● **Task details**
I would like you to print all the records below exactly as they are.

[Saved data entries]

= Beginning of Section =

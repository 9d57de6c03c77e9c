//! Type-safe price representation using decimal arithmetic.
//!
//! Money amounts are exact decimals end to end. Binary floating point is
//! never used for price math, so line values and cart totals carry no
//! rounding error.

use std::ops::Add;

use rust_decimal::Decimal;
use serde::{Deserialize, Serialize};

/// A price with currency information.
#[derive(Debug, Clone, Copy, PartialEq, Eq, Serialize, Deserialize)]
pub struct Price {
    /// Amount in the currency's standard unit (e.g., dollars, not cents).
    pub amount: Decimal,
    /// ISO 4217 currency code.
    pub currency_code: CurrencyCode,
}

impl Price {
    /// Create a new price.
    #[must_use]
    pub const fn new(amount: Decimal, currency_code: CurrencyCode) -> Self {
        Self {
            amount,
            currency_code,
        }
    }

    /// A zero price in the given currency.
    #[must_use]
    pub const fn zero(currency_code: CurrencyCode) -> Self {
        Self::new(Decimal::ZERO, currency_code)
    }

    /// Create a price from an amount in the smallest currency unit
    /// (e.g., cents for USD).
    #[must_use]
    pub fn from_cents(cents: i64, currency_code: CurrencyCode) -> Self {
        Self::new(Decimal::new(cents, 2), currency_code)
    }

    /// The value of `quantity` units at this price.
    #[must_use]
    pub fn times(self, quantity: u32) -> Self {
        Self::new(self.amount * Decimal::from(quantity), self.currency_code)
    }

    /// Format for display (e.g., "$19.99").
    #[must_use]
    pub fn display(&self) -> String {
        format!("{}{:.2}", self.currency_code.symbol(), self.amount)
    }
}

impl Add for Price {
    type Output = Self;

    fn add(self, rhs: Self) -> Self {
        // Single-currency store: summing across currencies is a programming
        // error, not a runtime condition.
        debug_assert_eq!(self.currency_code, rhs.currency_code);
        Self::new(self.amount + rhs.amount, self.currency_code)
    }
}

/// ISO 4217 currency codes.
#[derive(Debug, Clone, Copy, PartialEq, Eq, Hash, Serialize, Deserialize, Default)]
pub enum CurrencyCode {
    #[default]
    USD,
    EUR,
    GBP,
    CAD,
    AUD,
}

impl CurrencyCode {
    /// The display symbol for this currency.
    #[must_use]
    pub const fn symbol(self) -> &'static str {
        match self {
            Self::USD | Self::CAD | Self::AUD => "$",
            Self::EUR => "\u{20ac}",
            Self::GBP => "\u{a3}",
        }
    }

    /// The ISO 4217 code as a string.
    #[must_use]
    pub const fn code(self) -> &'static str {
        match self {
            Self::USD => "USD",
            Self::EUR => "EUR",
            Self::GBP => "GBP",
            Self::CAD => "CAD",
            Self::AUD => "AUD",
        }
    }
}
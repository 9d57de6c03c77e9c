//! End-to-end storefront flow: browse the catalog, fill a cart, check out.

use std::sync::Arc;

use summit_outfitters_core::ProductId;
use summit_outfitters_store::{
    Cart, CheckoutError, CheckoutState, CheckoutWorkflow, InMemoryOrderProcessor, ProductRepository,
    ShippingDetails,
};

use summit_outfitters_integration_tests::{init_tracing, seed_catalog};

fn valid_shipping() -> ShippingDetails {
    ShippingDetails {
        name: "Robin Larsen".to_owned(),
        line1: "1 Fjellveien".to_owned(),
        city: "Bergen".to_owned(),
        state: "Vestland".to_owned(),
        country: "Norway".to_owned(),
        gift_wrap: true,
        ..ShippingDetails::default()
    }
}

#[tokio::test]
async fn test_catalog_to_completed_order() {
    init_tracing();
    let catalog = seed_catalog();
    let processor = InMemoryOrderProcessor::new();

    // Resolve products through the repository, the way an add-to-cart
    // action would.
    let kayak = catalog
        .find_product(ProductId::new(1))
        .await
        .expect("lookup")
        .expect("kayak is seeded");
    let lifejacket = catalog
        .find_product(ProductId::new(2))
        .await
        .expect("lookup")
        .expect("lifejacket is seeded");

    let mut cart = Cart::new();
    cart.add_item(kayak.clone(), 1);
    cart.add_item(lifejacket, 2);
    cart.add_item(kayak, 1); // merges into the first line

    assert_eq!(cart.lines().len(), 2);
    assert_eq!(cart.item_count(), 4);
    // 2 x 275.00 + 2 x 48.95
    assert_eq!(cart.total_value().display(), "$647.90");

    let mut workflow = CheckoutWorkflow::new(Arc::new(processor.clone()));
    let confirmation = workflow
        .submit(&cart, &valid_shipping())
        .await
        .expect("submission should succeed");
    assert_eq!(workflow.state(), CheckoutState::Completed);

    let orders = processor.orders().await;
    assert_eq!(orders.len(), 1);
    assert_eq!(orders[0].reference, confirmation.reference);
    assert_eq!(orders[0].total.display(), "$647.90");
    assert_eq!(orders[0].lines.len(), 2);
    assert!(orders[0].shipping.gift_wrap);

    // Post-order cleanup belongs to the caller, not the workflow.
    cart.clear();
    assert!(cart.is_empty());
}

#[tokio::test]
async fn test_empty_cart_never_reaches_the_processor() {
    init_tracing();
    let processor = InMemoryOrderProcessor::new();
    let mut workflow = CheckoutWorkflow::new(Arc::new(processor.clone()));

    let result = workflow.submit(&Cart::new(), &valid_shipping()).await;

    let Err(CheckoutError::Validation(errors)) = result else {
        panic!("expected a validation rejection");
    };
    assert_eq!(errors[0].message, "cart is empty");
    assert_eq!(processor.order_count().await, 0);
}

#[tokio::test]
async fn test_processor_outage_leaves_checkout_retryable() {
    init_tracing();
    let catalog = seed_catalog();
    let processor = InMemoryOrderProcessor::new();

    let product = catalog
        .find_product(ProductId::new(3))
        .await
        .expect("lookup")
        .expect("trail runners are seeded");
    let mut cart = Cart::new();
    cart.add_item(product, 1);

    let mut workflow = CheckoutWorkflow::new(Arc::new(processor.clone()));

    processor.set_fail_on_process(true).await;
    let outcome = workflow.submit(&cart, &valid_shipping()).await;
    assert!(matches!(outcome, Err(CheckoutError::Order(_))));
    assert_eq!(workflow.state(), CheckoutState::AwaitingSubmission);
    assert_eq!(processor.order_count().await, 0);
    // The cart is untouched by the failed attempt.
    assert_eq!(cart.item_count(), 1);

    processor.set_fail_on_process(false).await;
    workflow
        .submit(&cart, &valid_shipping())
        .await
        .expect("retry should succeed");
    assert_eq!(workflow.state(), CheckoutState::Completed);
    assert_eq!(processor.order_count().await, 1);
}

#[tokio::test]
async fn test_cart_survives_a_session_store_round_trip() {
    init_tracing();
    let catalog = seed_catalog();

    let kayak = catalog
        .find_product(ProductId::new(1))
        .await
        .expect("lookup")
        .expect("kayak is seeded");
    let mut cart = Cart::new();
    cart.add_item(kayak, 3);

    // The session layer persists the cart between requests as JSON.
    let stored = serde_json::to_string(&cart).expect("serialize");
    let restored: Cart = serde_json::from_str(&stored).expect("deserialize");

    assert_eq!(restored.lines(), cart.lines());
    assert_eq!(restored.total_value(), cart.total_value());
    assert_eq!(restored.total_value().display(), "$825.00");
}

= End of Section =

● **Written reply**
repository 9d57de6c03c77e9c
//! Type-safe price representation using decimal arithmetic.
//!
//! Money amounts are exact decimals end to end. Binary floating point is
//! never used for price math, so line values and cart totals carry no
//! rounding error.

use std::ops::Add;

use rust_decimal::Decimal;
use serde::{Deserialize, Serialize};

/// A price with currency information.
#[derive(Debug, Clone, Copy, PartialEq, Eq, Serialize, Deserialize)]
pub struct Price {
    /// Amount in the currency's standard unit (e.g., dollars, not cents).
    pub amount: Decimal,
    /// ISO 4217 currency code.
    pub currency_code: CurrencyCode,
}

impl Price {
    /// Create a new price.
    #[must_use]
    pub const fn new(amount: Decimal, currency_code: CurrencyCode) -> Self {
        Self {
            amount,
            currency_code,
        }
    }

    /// A zero price in the given currency.
    #[must_use]
    pub const fn zero(currency_code: CurrencyCode) -> Self {
        Self::new(Decimal::ZERO, currency_code)
    }

    /// Create a price from an amount in the smallest currency unit
    /// (e.g., cents for USD).
    #[must_use]
    pub fn from_cents(cents: i64, currency_code: CurrencyCode) -> Self {
        Self::new(Decimal::new(cents, 2), currency_code)
    }

    /// The value of `quantity` units at this price.
    #[must_use]
    pub fn times(self, quantity: u32) -> Self {
        Self::new(self.amount * Decimal::from(quantity), self.currency_code)
    }

    /// Format for display (e.g., "$19.99").
    #[must_use]
    pub fn display(&self) -> String {
        format!("{}{:.2}", self.currency_code.symbol(), self.amount)
    }
}

impl Add for Price {
    type Output = Self;

    fn add(self, rhs: Self) -> Self {
        // Single-currency store: summing across currencies is a programming
        // error, not a runtime condition.
        debug_assert_eq!(self.currency_code, rhs.currency_code);
        Self::new(self.amount + rhs.amount, self.currency_code)
    }
}

/// ISO 4217 currency codes.
#[derive(Debug, Clone, Copy, PartialEq, Eq, Hash, Serialize, Deserialize, Default)]
pub enum CurrencyCode {
    #[default]
    USD,
    EUR,
    GBP,
    CAD,
    AUD,
}

impl CurrencyCode {
    /// The display symbol for this currency.
    #[must_use]
    pub const fn symbol(self) -> &'static str {
        match self {
            Self::USD | Self::CAD | Self::AUD => "$",
            Self::EUR => "\u{20ac}",
            Self::GBP => "\u{a3}",
        }
    }

    /// The ISO 4217 code as a string.
    #[must_use]
    pub const fn code(self) -> &'static str {
        match self {
            Self::USD => "USD",
            Self::EUR => "EUR",
            Self::GBP => "GBP",
            Self::CAD => "CAD",
            Self::AUD => "AUD",
        }
    }
}
repository 9d57de6c03c77e9c
//! End-to-end storefront flow: browse the catalog, fill a cart, check out.

use std::sync::Arc;

use summit_outfitters_core::ProductId;
use summit_outfitters_store::{
    Cart, CheckoutError, CheckoutState, CheckoutWorkflow, InMemoryOrderProcessor, ProductRepository,
    ShippingDetails,
};

use summit_outfitters_integration_tests::{init_tracing, seed_catalog};

fn valid_shipping() -> ShippingDetails {
    ShippingDetails {
        name: "Robin Larsen".to_owned(),
        line1: "1 Fjellveien".to_owned(),
        city: "Bergen".to_owned(),
        state: "Vestland".to_owned(),
        country: "Norway".to_owned(),
        gift_wrap: true,
        ..ShippingDetails::default()
    }
}

#[tokio::test]
async fn test_catalog_to_completed_order() {
    init_tracing();
    let catalog = seed_catalog();
    let processor = InMemoryOrderProcessor::new();

    // Resolve products through the repository, the way an add-to-cart
    // action would.
    let kayak = catalog
        .find_product(ProductId::new(1))
        .await
        .expect("lookup")
        .expect("kayak is seeded");
    let lifejacket = catalog
        .find_product(ProductId::new(2))
        .await
        .expect("lookup")
        .expect("lifejacket is seeded");

    let mut cart = Cart::new();
    cart.add_item(kayak.clone(), 1);
    cart.add_item(lifejacket, 2);
    cart.add_item(kayak, 1); // merges into the first line

    assert_eq!(cart.lines().len(), 2);
    assert_eq!(cart.item_count(), 4);
    // 2 x 275.00 + 2 x 48.95
    assert_eq!(cart.total_value().display(), "$647.90");

    let mut workflow = CheckoutWorkflow::new(Arc::new(processor.clone()));
    let confirmation = workflow
        .submit(&cart, &valid_shipping())
        .await
        .expect("submission should succeed");
    assert_eq!(workflow.state(), CheckoutState::Completed);

    let orders = processor.orders().await;
    assert_eq!(orders.len(), 1);
    assert_eq!(orders[0].reference, confirmation.reference);
    assert_eq!(orders[0].total.display(), "$647.90");
    assert_eq!(orders[0].lines.len(), 2);
    assert!(orders[0].shipping.gift_wrap);

    // Post-order cleanup belongs to the caller, not the workflow.
    cart.clear();
    assert!(cart.is_empty());
}

#[tokio::test]
async fn test_empty_cart_never_reaches_the_processor() {
    init_tracing();
    let processor = InMemoryOrderProcessor::new();
    let mut workflow = CheckoutWorkflow::new(Arc::new(processor.clone()));

    let result = workflow.submit(&Cart::new(), &valid_shipping()).await;

    let Err(CheckoutError::Validation(errors)) = result else {
        panic!("expected a validation rejection");
    };
    assert_eq!(errors[0].message, "cart is empty");
    assert_eq!(processor.order_count().await, 0);
}

#[tokio::test]
async fn test_processor_outage_leaves_checkout_retryable() {
    init_tracing();
    let catalog = seed_catalog();
    let processor = InMemoryOrderProcessor::new();

    let product = catalog
        .find_product(ProductId::new(3))
        .await
        .expect("lookup")
        .expect("trail runners are seeded");
    let mut cart = Cart::new();
    cart.add_item(product, 1);

    let mut workflow = CheckoutWorkflow::new(Arc::new(processor.clone()));

    processor.set_fail_on_process(true).await;
    let outcome = workflow.submit(&cart, &valid_shipping()).await;
    assert!(matches!(outcome, Err(CheckoutError::Order(_))));
    assert_eq!(workflow.state(), CheckoutState::AwaitingSubmission);
    assert_eq!(processor.order_count().await, 0);
    // The cart is untouched by the failed attempt.
    assert_eq!(cart.item_count(), 1);

    processor.set_fail_on_process(false).await;
    workflow
        .submit(&cart, &valid_shipping())
        .await
        .expect("retry should succeed");
    assert_eq!(workflow.state(), CheckoutState::Completed);
    assert_eq!(processor.order_count().await, 1);
}

#[tokio::test]
async fn test_cart_survives_a_session_store_round_trip() {
    init_tracing();
    let catalog = seed_catalog();

    let kayak = catalog
        .find_product(ProductId::new(1))
        .await
        .expect("lookup")
        .expect("kayak is seeded");
    let mut cart = Cart::new();
    cart.add_item(kayak, 3);

    // The session layer persists the cart between requests as JSON.
    let stored = serde_json::to_string(&cart).expect("serialize");
    let restored: Cart = serde_json::from_str(&stored).expect("deserialize");

    assert_eq!(restored.lines(), cart.lines());
    assert_eq!(restored.total_value(), cart.total_value());
    assert_eq!(restored.total_value().display(), "$825.00");
}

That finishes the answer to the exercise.